Фыркнула презрительно — ну да, как же, поверила.
— А эта история с Корой и Аполлоном. Так и оставишь?
— Так и оставлю. Я люблю другую.
— Надо же. И кого?
— Ты же Мудрая. Попробуй угадать.
— Ах ну, конечно, — и сквозь зубы, с неизмеримым презрением. — Афродита…
Арес усмехнулся. Качнул головой.
— Достойнейшую из достойных. Прекраснейшую из прекрасных. Самую воинственную…
— Неужто Артемида? Тогда ты несчастлив, Арес, — ее обет девственности…
— …и самую мудрую.
Насмешка застряла у Мудрой в горле. Схлынул румянец, и Арес впервые увидел ее испуг. А вслед за тем впервые встретил взгляд — настоящий.
Не как на него-будущего. Как на него самого.

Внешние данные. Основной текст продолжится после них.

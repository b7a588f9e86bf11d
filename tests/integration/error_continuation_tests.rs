use dupfind::duplicates::{DupDetector, FinderConfig, ProgressiveDetector, Strategy};
use dupfind::scanner::{FileProbe, ProbeError};
use std::fs::{self, File};
use std::io;
use std::path::{Path, PathBuf};
use tempfile::TempDir;

fn write(dir: &Path, name: &str, content: &[u8]) -> PathBuf {
    let path = dir.join(name);
    fs::write(&path, content).unwrap();
    path
}

#[test]
fn test_missing_files_are_reported_not_fatal() {
    let dir = TempDir::new().unwrap();
    let a = write(dir.path(), "a", b"same");
    let b = write(dir.path(), "b", b"same");
    let gone1 = dir.path().join("gone1");
    let gone2 = dir.path().join("gone2");

    for strategy in Strategy::ALL {
        let result = strategy
            .detector(FinderConfig::default())
            .find(&[gone2.clone(), a.clone(), gone1.clone(), b.clone()], 3);

        assert_eq!(result.group_path_sets(), vec![vec![a.clone(), b.clone()]]);
        assert_eq!(result.failed_paths(), vec![gone1.as_path(), gone2.as_path()]);
        for failure in &result.failed {
            assert!(matches!(failure.error, ProbeError::NotFound(_)));
        }
    }
}

#[test]
fn test_all_inputs_missing() {
    let dir = TempDir::new().unwrap();
    let files: Vec<PathBuf> = (0..5).map(|i| dir.path().join(format!("m{}", i))).collect();

    for strategy in Strategy::ALL {
        let result = strategy.detector(FinderConfig::default()).find(&files, 2);
        assert!(result.duplicates.is_empty());
        assert_eq!(result.failed.len(), 5);
        assert_eq!(result.total_files, 5);
        assert_eq!(result.total_compared_files, 0);
        assert_eq!(result.total_read_bytes, 0);
    }
}

#[test]
fn test_failed_file_never_in_group() {
    let dir = TempDir::new().unwrap();
    let a = write(dir.path(), "a", b"x");
    let b = write(dir.path(), "b", b"x");
    let sub = dir.path().join("subdir");
    fs::create_dir(&sub).unwrap();

    for strategy in Strategy::ALL {
        let result = strategy
            .detector(FinderConfig::default())
            .find(&[a.clone(), sub.clone(), b.clone()], 2);

        let failed = result.failed_paths();
        assert_eq!(failed, vec![sub.as_path()]);
        for group in &result.duplicates {
            assert!(!group.paths().contains(&sub));
        }
        assert!(matches!(result.failed[0].error, ProbeError::NotAFile(_)));
    }
}

/// Refuses to open any file named `D`, whatever the caller's privileges.
fn deny_d(path: &Path) -> io::Result<File> {
    if path.file_name().is_some_and(|name| name == "D") {
        return Err(io::Error::from(io::ErrorKind::PermissionDenied));
    }
    File::open(path)
}

#[test]
fn test_unopenable_file_with_unique_size_is_reported_by_every_strategy() {
    let dir = TempDir::new().unwrap();
    let a = write(dir.path(), "A", b"hello");
    let b = write(dir.path(), "B", b"hello");
    let c = write(dir.path(), "C", b"world");
    let d = write(dir.path(), "D", b"unique!");
    let files = vec![a.clone(), b.clone(), c, d.clone()];

    for strategy in Strategy::ALL {
        let config = FinderConfig::default().with_probe(FileProbe::new().with_opener(deny_d));
        let result = strategy.detector(config).find(&files, 2);

        assert_eq!(
            result.group_path_sets(),
            vec![vec![a.clone(), b.clone()]],
            "{}",
            strategy.name()
        );
        assert_eq!(result.failed_paths(), vec![d.as_path()], "{}", strategy.name());
        assert!(matches!(
            result.failed[0].error,
            ProbeError::PermissionDenied(_)
        ));
        assert_eq!(result.total_files, 4);
        assert_eq!(result.total_compared_files, 3);
        assert_eq!(result.total_bytes_in_compared_files, 15);
    }
}

#[cfg(unix)]
mod unix_permissions {
    use super::*;
    use std::os::unix::fs::PermissionsExt;

    /// Make `path` unreadable; `false` if the process can read it anyway (root).
    fn make_unreadable(path: &Path) -> bool {
        fs::set_permissions(path, fs::Permissions::from_mode(0o000)).unwrap();
        fs::File::open(path).is_err()
    }

    fn restore(path: &Path) {
        let _ = fs::set_permissions(path, fs::Permissions::from_mode(0o644));
    }

    #[test]
    fn test_unreadable_file_isolated_from_group() {
        let dir = TempDir::new().unwrap();
        let a = write(dir.path(), "a", b"shared content");
        let b = write(dir.path(), "b", b"shared content");
        let locked = write(dir.path(), "locked", b"shared content");

        if !make_unreadable(&locked) {
            restore(&locked);
            eprintln!("skipping: running with permission to read mode 000 files");
            return;
        }

        for strategy in Strategy::ALL {
            let result = strategy
                .detector(FinderConfig::default())
                .find(&[a.clone(), b.clone(), locked.clone()], 2);

            assert_eq!(result.group_path_sets(), vec![vec![a.clone(), b.clone()]]);
            assert_eq!(result.failed_paths(), vec![locked.as_path()]);
            assert!(matches!(
                result.failed[0].error,
                ProbeError::PermissionDenied(_)
            ));
            assert!(result.total_read_bytes <= result.total_bytes_in_compared_files);
        }

        restore(&locked);
    }

    #[test]
    fn test_unreadable_file_with_unique_size_fails_for_every_strategy() {
        let dir = TempDir::new().unwrap();
        let a = write(dir.path(), "a", b"hello");
        let b = write(dir.path(), "b", b"hello");
        let c = write(dir.path(), "c", b"world");
        let d = write(dir.path(), "d", b"seven!!");

        if !make_unreadable(&d) {
            restore(&d);
            eprintln!("skipping: running with permission to read mode 000 files");
            return;
        }

        for strategy in Strategy::ALL {
            let result = strategy
                .detector(FinderConfig::default())
                .find(&[a.clone(), b.clone(), c.clone(), d.clone()], 2);

            assert_eq!(result.group_path_sets(), vec![vec![a.clone(), b.clone()]]);
            assert_eq!(result.failed_paths(), vec![d.as_path()]);
        }

        restore(&d);
    }

    #[test]
    fn test_unreadable_pair_leaves_no_group() {
        let dir = TempDir::new().unwrap();
        let a = write(dir.path(), "a", b"pair");
        let b = write(dir.path(), "b", b"pair");

        if !make_unreadable(&b) {
            restore(&b);
            return;
        }

        let result = ProgressiveDetector::default().find(&[a, b.clone()], 2);
        assert!(result.duplicates.is_empty());
        assert_eq!(result.failed_paths(), vec![b.as_path()]);
        assert_eq!(result.total_compared_files, 0);

        restore(&b);
    }
}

Затрепетали ресницы. Она молчала и смотрела долго. Он не мешал. Смотрел в ответ. Если тоже дочь отца — она, конечно, читает по глазам…
Пусть читает.
— Ты с Гефестом… поэтому? — наконец спросила она тихо.
Он кивнул. Сказал просто:
— Попытается еще взглянуть — еще накостыляю. Я знаю, что ты сражаешься лучше меня. Просто накостыляю.
— Дурак, он же весит, как два тебя, а когда в неистовстве — его разве что отец удержать сможет, а ты на него с мечом…
Осеклась, замолчала. Арес стоял, путая пальцы в черной гриве вороного.
А хотелось — в черных длинных волосах.
— Ты скажи отцу — я никогда против него не выступлю, — нашлись наконец слова. — Хочешь, прямо сейчас поклянусь. Стиксом. Никогда. Плевать на пророчества. Я не буду мешать ему править. Только если он обидит мать… или тебя… тогда буду защищать. Но только — защищать. Против него я никогда не встану, передай ему это. Передай всем — Война нынче в добровольном изгнании. До скончания времен на краю света. Передай всем — и будь счастлива, Мудрая.
Больше он на нее не смотрел. Вывел остальную тройку вороных. Сам запряг квадригу в колесницу. Огладил, любуясь лоснящимися шкурами. Вскочил на колесницу.
И почувствовал, что она стоит за левым плечом.
— А как же надсмотр? — спросила — как прежде насмешливо, но насмешка была другой — мягкой. — Узникам, даже добровольным, нужны надсмотрщики. И Война надежнее всего будет заключена под присмотром Мудрости.
Тогда он повернулся, пораженный — и успел увидеть в глазах осколок прошлого:
«…Мудрая дура, полюбившая сумасбродного мальчишку с Клеймом Кронида!»
И озорную усмешку. И ямочки на прежде строгих щеках.
— Тетка Ата, которая нас часто навещала… она сказала бы — это будет прекрасная игра. Мы даже можем придумать свою историю. О том, как я безмятежно танцевала на лугу, а ты влюбился и похитил… скажем, на колеснице. А потом увез на край света, сделал своей женой…
Тихо засмеялась и толкнула в плечо — ну же, гони, а то соскочу, и ты свое счастье точно не догонишь.
— На мечах подучу — так и знай. Как бы тебе, сын Невидимки, не пожалеть, что связался со мной!
— Не пожалею, дочь Невидимки, не дождешься.
Губы сдержали улыбку, и она вылилась только — в перестук копыт квадриги, в скрип колес колесницы, в клич — вперед, скорее!
Узник торопится в свое драгоценное изгнание, и под колесами стонет недоумевающая Судьба.
И, высвобожденные из высокой прически, весело развеваются на ветру волосы.
СКАЗАНИЕ 6. О ПОХИЩЕНИЯХ НА КОЛЕСНИЦАХ И ПРОСТО ПОХИЩЕНИЯХ
Зачем с бесплодным пылом
В судьбе искать изъян?
Спасибо высшим силам,
Хоть отдых — не обман:
В свой срок сомкнем мы веки,
В свой срок уснем навеки,
В свой срок должны все реки
Излиться в океан.
Будет. Будет. Будет.
Неотступный стук в груди. Будто припев надоевшей песни: пристала — не выкинешь. Слышится в снах — сквозь черную, ледяную воду, в котором вижу его лицо.
Общий для двоих стук ледяной капели в груди — тягучий и вязкий. Летит одна капля: будет. Летит другая: непременно.
И хочется растереть пальцы ладонью, ударить по черной воде, в которую превращается даже вино в кубках. Так, чтобы расшибить губу своему хмуро глядящему из отражений двойнику. У которого всё так неправильно началось.
Хочется спросить: у тебя — тоже будет? Или у тебя — все уже было? Ты знал — что придет именно это и именно так? Ты пытался сбежать от этой — с бесшумным смехом из-за плеч?